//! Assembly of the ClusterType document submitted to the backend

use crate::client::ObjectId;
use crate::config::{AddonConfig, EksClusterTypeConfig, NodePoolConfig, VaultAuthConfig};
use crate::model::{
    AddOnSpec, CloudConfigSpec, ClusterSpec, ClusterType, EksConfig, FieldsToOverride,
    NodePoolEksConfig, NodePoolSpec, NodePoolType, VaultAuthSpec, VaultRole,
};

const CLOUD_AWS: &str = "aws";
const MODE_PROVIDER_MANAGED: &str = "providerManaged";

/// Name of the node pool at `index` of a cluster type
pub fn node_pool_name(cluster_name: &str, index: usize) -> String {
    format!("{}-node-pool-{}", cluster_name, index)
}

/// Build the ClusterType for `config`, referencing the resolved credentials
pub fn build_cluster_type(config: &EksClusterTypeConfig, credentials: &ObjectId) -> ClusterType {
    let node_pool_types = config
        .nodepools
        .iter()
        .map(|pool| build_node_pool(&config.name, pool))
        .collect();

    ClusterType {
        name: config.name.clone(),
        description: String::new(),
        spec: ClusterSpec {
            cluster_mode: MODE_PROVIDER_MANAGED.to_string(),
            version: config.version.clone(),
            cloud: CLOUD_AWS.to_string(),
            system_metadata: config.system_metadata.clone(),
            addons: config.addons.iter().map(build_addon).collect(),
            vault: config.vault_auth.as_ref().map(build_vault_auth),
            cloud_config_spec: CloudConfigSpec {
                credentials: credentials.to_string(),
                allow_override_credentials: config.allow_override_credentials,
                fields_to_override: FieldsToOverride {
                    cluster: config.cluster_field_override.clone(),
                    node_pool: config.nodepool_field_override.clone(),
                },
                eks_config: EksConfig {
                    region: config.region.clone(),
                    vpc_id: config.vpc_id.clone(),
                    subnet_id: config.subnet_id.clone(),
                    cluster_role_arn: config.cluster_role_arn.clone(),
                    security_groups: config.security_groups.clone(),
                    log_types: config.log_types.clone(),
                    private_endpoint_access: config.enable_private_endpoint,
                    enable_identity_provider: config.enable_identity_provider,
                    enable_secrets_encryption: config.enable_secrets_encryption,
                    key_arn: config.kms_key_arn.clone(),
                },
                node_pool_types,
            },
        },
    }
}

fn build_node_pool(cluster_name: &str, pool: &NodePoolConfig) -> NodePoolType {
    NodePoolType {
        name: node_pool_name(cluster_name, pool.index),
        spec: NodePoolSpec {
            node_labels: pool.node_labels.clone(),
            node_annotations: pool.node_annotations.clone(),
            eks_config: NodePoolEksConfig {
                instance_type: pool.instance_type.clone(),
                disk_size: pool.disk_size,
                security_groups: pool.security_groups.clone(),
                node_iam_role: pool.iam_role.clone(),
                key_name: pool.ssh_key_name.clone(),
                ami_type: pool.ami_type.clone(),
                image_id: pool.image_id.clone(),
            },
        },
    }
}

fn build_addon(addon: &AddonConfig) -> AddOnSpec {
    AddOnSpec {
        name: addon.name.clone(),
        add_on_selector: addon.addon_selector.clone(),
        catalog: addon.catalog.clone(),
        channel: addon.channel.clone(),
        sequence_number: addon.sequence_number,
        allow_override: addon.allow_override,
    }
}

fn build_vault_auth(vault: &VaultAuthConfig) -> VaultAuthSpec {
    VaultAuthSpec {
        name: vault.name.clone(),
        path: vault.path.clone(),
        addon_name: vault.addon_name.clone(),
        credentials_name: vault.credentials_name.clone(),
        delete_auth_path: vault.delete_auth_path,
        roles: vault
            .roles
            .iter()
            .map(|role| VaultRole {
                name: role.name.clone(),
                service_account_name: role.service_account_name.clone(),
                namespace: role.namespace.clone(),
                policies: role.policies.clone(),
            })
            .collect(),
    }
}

• _Assignment_: Please transcribe the listing in its entirety, exactly.

• _Task response_:
//! Assembly of the ClusterType document submitted to the backend

use crate::client::ObjectId;
use crate::config::{AddonConfig, EksClusterTypeConfig, NodePoolConfig, VaultAuthConfig};
use crate::model::{
    AddOnSpec, CloudConfigSpec, ClusterSpec, ClusterType, EksConfig, FieldsToOverride,
    NodePoolEksConfig, NodePoolSpec, NodePoolType, VaultAuthSpec, VaultRole,
};

const CLOUD_AWS: &str = "aws";
const MODE_PROVIDER_MANAGED: &str = "providerManaged";

/// Name of the node pool at `index` of a cluster type
pub fn node_pool_name(cluster_name: &str, index: usize) -> String {
    format!("{}-node-pool-{}", cluster_name, index)
}

/// Build the ClusterType for `config`, referencing the resolved credentials
pub fn build_cluster_type(config: &EksClusterTypeConfig, credentials: &ObjectId) -> ClusterType {
    let node_pool_types = config
        .nodepools
        .iter()
        .map(|pool| build_node_pool(&config.name, pool))
        .collect();

    ClusterType {
        name: config.name.clone(),
        description: String::new(),
        spec: ClusterSpec {
            cluster_mode: MODE_PROVIDER_MANAGED.to_string(),
            version: config.version.clone(),
            cloud: CLOUD_AWS.to_string(),
            system_metadata: config.system_metadata.clone(),
            addons: config.addons.iter().map(build_addon).collect(),
            vault: config.vault_auth.as_ref().map(build_vault_auth),
            cloud_config_spec: CloudConfigSpec {
                credentials: credentials.to_string(),
                allow_override_credentials: config.allow_override_credentials,
                fields_to_override: FieldsToOverride {
                    cluster: config.cluster_field_override.clone(),
                    node_pool: config.nodepool_field_override.clone(),
                },
                eks_config: EksConfig {
                    region: config.region.clone(),
                    vpc_id: config.vpc_id.clone(),
                    subnet_id: config.subnet_id.clone(),
                    cluster_role_arn: config.cluster_role_arn.clone(),
                    security_groups: config.security_groups.clone(),
                    log_types: config.log_types.clone(),
                    private_endpoint_access: config.enable_private_endpoint,
                    enable_identity_provider: config.enable_identity_provider,
                    enable_secrets_encryption: config.enable_secrets_encryption,
                    key_arn: config.kms_key_arn.clone(),
                },
                node_pool_types,
            },
        },
    }
}

fn build_node_pool(cluster_name: &str, pool: &NodePoolConfig) -> NodePoolType {
    NodePoolType {
        name: node_pool_name(cluster_name, pool.index),
        spec: NodePoolSpec {
            node_labels: pool.node_labels.clone(),
            node_annotations: pool.node_annotations.clone(),
            eks_config: NodePoolEksConfig {
                instance_type: pool.instance_type.clone(),
                disk_size: pool.disk_size,
                security_groups: pool.security_groups.clone(),
                node_iam_role: pool.iam_role.clone(),
                key_name: pool.ssh_key_name.clone(),
                ami_type: pool.ami_type.clone(),
                image_id: pool.image_id.clone(),
            },
        },
    }
}

fn build_addon(addon: &AddonConfig) -> AddOnSpec {
    AddOnSpec {
        name: addon.name.clone(),
        add_on_selector: addon.addon_selector.clone(),
        catalog: addon.catalog.clone(),
        channel: addon.channel.clone(),
        sequence_number: addon.sequence_number,
        allow_override: addon.allow_override,
    }
}

fn build_vault_auth(vault: &VaultAuthConfig) -> VaultAuthSpec {
    VaultAuthSpec {
        name: vault.name.clone(),
        path: vault.path.clone(),
        addon_name: vault.addon_name.clone(),
        credentials_name: vault.credentials_name.clone(),
        delete_auth_path: vault.delete_auth_path,
        roles: vault
            .roles
            .iter()
            .map(|role| VaultRole {
                name: role.name.clone(),
                service_account_name: role.service_account_name.clone(),
                namespace: role.namespace.clone(),
                policies: role.policies.clone(),
            })
            .collect(),
    }
}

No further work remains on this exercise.